START Data for the task

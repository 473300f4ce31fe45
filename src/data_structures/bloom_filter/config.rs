// Copyright (c) 2025 QuadBloom Authors
//
// Licensed under dual license:
// - MIT License (LICENSE-MIT or https://opensource.org/licenses/MIT)
// - Apache License, Version 2.0 (LICENSE-APACHE or https://www.apache.org/licenses/LICENSE-2.0)

//! Configuration for the Bloom filter.

use serde::{Deserialize, Serialize};

use crate::data_structures::bloom_filter::error::{BloomFilterError, Result};

/// Bits allocated per expected key when no amplification is given.
pub const DEFAULT_AMPLIFICATION: usize = 6;

/// Number of bit positions probed per key. Fixed by the four hash strategies.
pub const HASH_PROBES: usize = 4;

/// Default expected number of keys.
const DEFAULT_CAPACITY: usize = 100_000;

/// Sizing parameters for a Bloom filter.
///
/// The filter allocates `capacity * amplification` bits. Raising the
/// amplification lowers the false positive rate at the cost of memory; it is
/// the only accuracy knob.
#[derive(Debug, Clone, Copy, PartialEq, Eq, Serialize, Deserialize)]
#[serde(default)]
pub struct BloomFilterConfig {
    /// Expected maximum number of distinct keys (N)
    capacity: usize,

    /// Bits allocated per expected key (X)
    amplification: usize,
}

impl BloomFilterConfig {
    /// Create a new default configuration.
    ///
    /// Default values:
    /// - capacity: 100,000
    /// - amplification: 6
    pub fn new() -> Self {
        Self {
            capacity: DEFAULT_CAPACITY,
            amplification: DEFAULT_AMPLIFICATION,
        }
    }

    /// Set the expected maximum number of distinct keys.
    pub fn with_capacity(mut self, capacity: usize) -> Self {
        self.capacity = capacity;
        self
    }

    /// Set the number of bits allocated per expected key.
    pub fn with_amplification(mut self, amplification: usize) -> Self {
        self.amplification = amplification;
        self
    }

    /// Expected maximum number of distinct keys.
    pub fn capacity(&self) -> usize {
        self.capacity
    }

    /// Bits allocated per expected key.
    pub fn amplification(&self) -> usize {
        self.amplification
    }

    /// Check that the configuration describes a non-empty, addressable bit array.
    pub fn validate(&self) -> Result<()> {
        self.total_bits().map(|_| ())
    }

    /// Total bit count `M = capacity * amplification`.
    ///
    /// Fails if either factor is zero or the product overflows `usize`.
    pub fn total_bits(&self) -> Result<usize> {
        if self.capacity == 0 {
            return Err(BloomFilterError::InvalidConfiguration(
                "capacity must be greater than 0".to_string(),
            ));
        }
        if self.amplification == 0 {
            return Err(BloomFilterError::InvalidConfiguration(
                "amplification must be greater than 0".to_string(),
            ));
        }
        self.capacity
            .checked_mul(self.amplification)
            .ok_or(BloomFilterError::BitCountOverflow {
                capacity: self.capacity,
                amplification: self.amplification,
            })
    }

    /// Approximate false positive probability after `inserted` distinct keys.
    ///
    /// Uses p = (1 - e^(-k*n/m))^k with k = 4. Returns 1.0 for an invalid
    /// configuration.
    pub fn expected_false_positive_rate(&self, inserted: usize) -> f64 {
        match self.total_bits() {
            Ok(bits) => false_positive_rate(HASH_PROBES, inserted, bits),
            Err(_) => 1.0,
        }
    }
}

impl Default for BloomFilterConfig {
    fn default() -> Self {
        Self::new()
    }
}

/// p = (1 - e^(-k*n/m))^k
pub(crate) fn false_positive_rate(probes: usize, inserted: usize, bits: usize) -> f64 {
    let k = probes as f64;
    let exponent = -k * inserted as f64 / bits as f64;
    (1.0 - exponent.exp()).powf(k)
}

#[cfg(test)]
mod tests {
    use super::*;

    #[test]
    fn test_default_config() {
        let config = BloomFilterConfig::default();
        assert_eq!(config.capacity(), 100_000);
        assert_eq!(config.amplification(), 6);
        assert_eq!(config.total_bits(), Ok(600_000));
    }

    #[test]
    fn test_config_builder() {
        let config = BloomFilterConfig::new()
            .with_capacity(10)
            .with_amplification(8);

        assert_eq!(config.capacity(), 10);
        assert_eq!(config.amplification(), 8);
        assert_eq!(config.total_bits(), Ok(80));
        assert!(config.validate().is_ok());
    }

    #[test]
    fn test_zero_capacity_rejected() {
        let config = BloomFilterConfig::new().with_capacity(0);
        assert_eq!(
            config.validate(),
            Err(BloomFilterError::InvalidConfiguration(
                "capacity must be greater than 0".to_string()
            ))
        );
    }

    #[test]
    fn test_zero_amplification_rejected() {
        let config = BloomFilterConfig::new().with_amplification(0);
        assert!(matches!(
            config.total_bits(),
            Err(BloomFilterError::InvalidConfiguration(_))
        ));
    }

    #[test]
    fn test_overflow_rejected() {
        let config = BloomFilterConfig::new()
            .with_capacity(usize::MAX)
            .with_amplification(2);
        assert_eq!(
            config.total_bits(),
            Err(BloomFilterError::BitCountOverflow {
                capacity: usize::MAX,
                amplification: 2,
            })
        );
    }

    #[test]
    fn test_expected_false_positive_rate() {
        let config = BloomFilterConfig::new()
            .with_capacity(100_000)
            .with_amplification(6);

        let expected = (1.0 - (-4.0f64 * 100_000.0 / 600_000.0).exp()).powi(4);
        let actual = config.expected_false_positive_rate(100_000);
        assert!((actual - expected).abs() < 1e-12);
        assert!(actual > 0.05 && actual < 0.06);

        assert_eq!(config.expected_false_positive_rate(0), 0.0);
    }

    #[test]
    fn test_more_amplification_lowers_rate() {
        let narrow = BloomFilterConfig::new().with_amplification(6);
        let wide = BloomFilterConfig::new().with_amplification(12);
        assert!(
            wide.expected_false_positive_rate(100_000) < narrow.expected_false_positive_rate(100_000)
        );
    }

    #[test]
    fn test_invalid_config_rate_is_one() {
        let config = BloomFilterConfig::new().with_capacity(0);
        assert_eq!(config.expected_false_positive_rate(10), 1.0);
    }
}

END Data for the task

Set down each record above without changing a single word.

repository 473300f4ce31fe45
filename src/data_structures/bloom_filter/config.rs
// Copyright (c) 2025 QuadBloom Authors
//
// Licensed under dual license:
// - MIT License (LICENSE-MIT or https://opensource.org/licenses/MIT)
// - Apache License, Version 2.0 (LICENSE-APACHE or https://www.apache.org/licenses/LICENSE-2.0)

//! Configuration for the Bloom filter.

use serde::{Deserialize, Serialize};

use crate::data_structures::bloom_filter::error::{BloomFilterError, Result};

/// Bits allocated per expected key when no amplification is given.
pub const DEFAULT_AMPLIFICATION: usize = 6;

/// Number of bit positions probed per key. Fixed by the four hash strategies.
pub const HASH_PROBES: usize = 4;

/// Default expected number of keys.
const DEFAULT_CAPACITY: usize = 100_000;

/// Sizing parameters for a Bloom filter.
///
/// The filter allocates `capacity * amplification` bits. Raising the
/// amplification lowers the false positive rate at the cost of memory; it is
/// the only accuracy knob.
#[derive(Debug, Clone, Copy, PartialEq, Eq, Serialize, Deserialize)]
#[serde(default)]
pub struct BloomFilterConfig {
    /// Expected maximum number of distinct keys (N)
    capacity: usize,

    /// Bits allocated per expected key (X)
    amplification: usize,
}

impl BloomFilterConfig {
    /// Create a new default configuration.
    ///
    /// Default values:
    /// - capacity: 100,000
    /// - amplification: 6
    pub fn new() -> Self {
        Self {
            capacity: DEFAULT_CAPACITY,
            amplification: DEFAULT_AMPLIFICATION,
        }
    }

    /// Set the expected maximum number of distinct keys.
    pub fn with_capacity(mut self, capacity: usize) -> Self {
        self.capacity = capacity;
        self
    }

    /// Set the number of bits allocated per expected key.
    pub fn with_amplification(mut self, amplification: usize) -> Self {
        self.amplification = amplification;
        self
    }

    /// Expected maximum number of distinct keys.
    pub fn capacity(&self) -> usize {
        self.capacity
    }

    /// Bits allocated per expected key.
    pub fn amplification(&self) -> usize {
        self.amplification
    }

    /// Check that the configuration describes a non-empty, addressable bit array.
    pub fn validate(&self) -> Result<()> {
        self.total_bits().map(|_| ())
    }

    /// Total bit count `M = capacity * amplification`.
    ///
    /// Fails if either factor is zero or the product overflows `usize`.
    pub fn total_bits(&self) -> Result<usize> {
        if self.capacity == 0 {
            return Err(BloomFilterError::InvalidConfiguration(
                "capacity must be greater than 0".to_string(),
            ));
        }
        if self.amplification == 0 {
            return Err(BloomFilterError::InvalidConfiguration(
                "amplification must be greater than 0".to_string(),
            ));
        }
        self.capacity
            .checked_mul(self.amplification)
            .ok_or(BloomFilterError::BitCountOverflow {
                capacity: self.capacity,
                amplification: self.amplification,
            })
    }

    /// Approximate false positive probability after `inserted` distinct keys.
    ///
    /// Uses p = (1 - e^(-k*n/m))^k with k = 4. Returns 1.0 for an invalid
    /// configuration.
    pub fn expected_false_positive_rate(&self, inserted: usize) -> f64 {
        match self.total_bits() {
            Ok(bits) => false_positive_rate(HASH_PROBES, inserted, bits),
            Err(_) => 1.0,
        }
    }
}

impl Default for BloomFilterConfig {
    fn default() -> Self {
        Self::new()
    }
}

/// p = (1 - e^(-k*n/m))^k
pub(crate) fn false_positive_rate(probes: usize, inserted: usize, bits: usize) -> f64 {
    let k = probes as f64;
    let exponent = -k * inserted as f64 / bits as f64;
    (1.0 - exponent.exp()).powf(k)
}

#[cfg(test)]
mod tests {
    use super::*;

    #[test]
    fn test_default_config() {
        let config = BloomFilterConfig::default();
        assert_eq!(config.capacity(), 100_000);
        assert_eq!(config.amplification(), 6);
        assert_eq!(config.total_bits(), Ok(600_000));
    }

    #[test]
    fn test_config_builder() {
        let config = BloomFilterConfig::new()
            .with_capacity(10)
            .with_amplification(8);

        assert_eq!(config.capacity(), 10);
        assert_eq!(config.amplification(), 8);
        assert_eq!(config.total_bits(), Ok(80));
        assert!(config.validate().is_ok());
    }

    #[test]
    fn test_zero_capacity_rejected() {
        let config = BloomFilterConfig::new().with_capacity(0);
        assert_eq!(
            config.validate(),
            Err(BloomFilterError::InvalidConfiguration(
                "capacity must be greater than 0".to_string()
            ))
        );
    }

    #[test]
    fn test_zero_amplification_rejected() {
        let config = BloomFilterConfig::new().with_amplification(0);
        assert!(matches!(
            config.total_bits(),
            Err(BloomFilterError::InvalidConfiguration(_))
        ));
    }

    #[test]
    fn test_overflow_rejected() {
        let config = BloomFilterConfig::new()
            .with_capacity(usize::MAX)
            .with_amplification(2);
        assert_eq!(
            config.total_bits(),
            Err(BloomFilterError::BitCountOverflow {
                capacity: usize::MAX,
                amplification: 2,
            })
        );
    }

    #[test]
    fn test_expected_false_positive_rate() {
        let config = BloomFilterConfig::new()
            .with_capacity(100_000)
            .with_amplification(6);

        let expected = (1.0 - (-4.0f64 * 100_000.0 / 600_000.0).exp()).powi(4);
        let actual = config.expected_false_positive_rate(100_000);
        assert!((actual - expected).abs() < 1e-12);
        assert!(actual > 0.05 && actual < 0.06);

        assert_eq!(config.expected_false_positive_rate(0), 0.0);
    }

    #[test]
    fn test_more_amplification_lowers_rate() {
        let narrow = BloomFilterConfig::new().with_amplification(6);
        let wide = BloomFilterConfig::new().with_amplification(12);
        assert!(
            wide.expected_false_positive_rate(100_000) < narrow.expected_false_positive_rate(100_000)
        );
    }

    #[test]
    fn test_invalid_config_rate_is_one() {
        let config = BloomFilterConfig::new().with_capacity(0);
        assert_eq!(config.expected_false_positive_rate(10), 1.0);
    }
}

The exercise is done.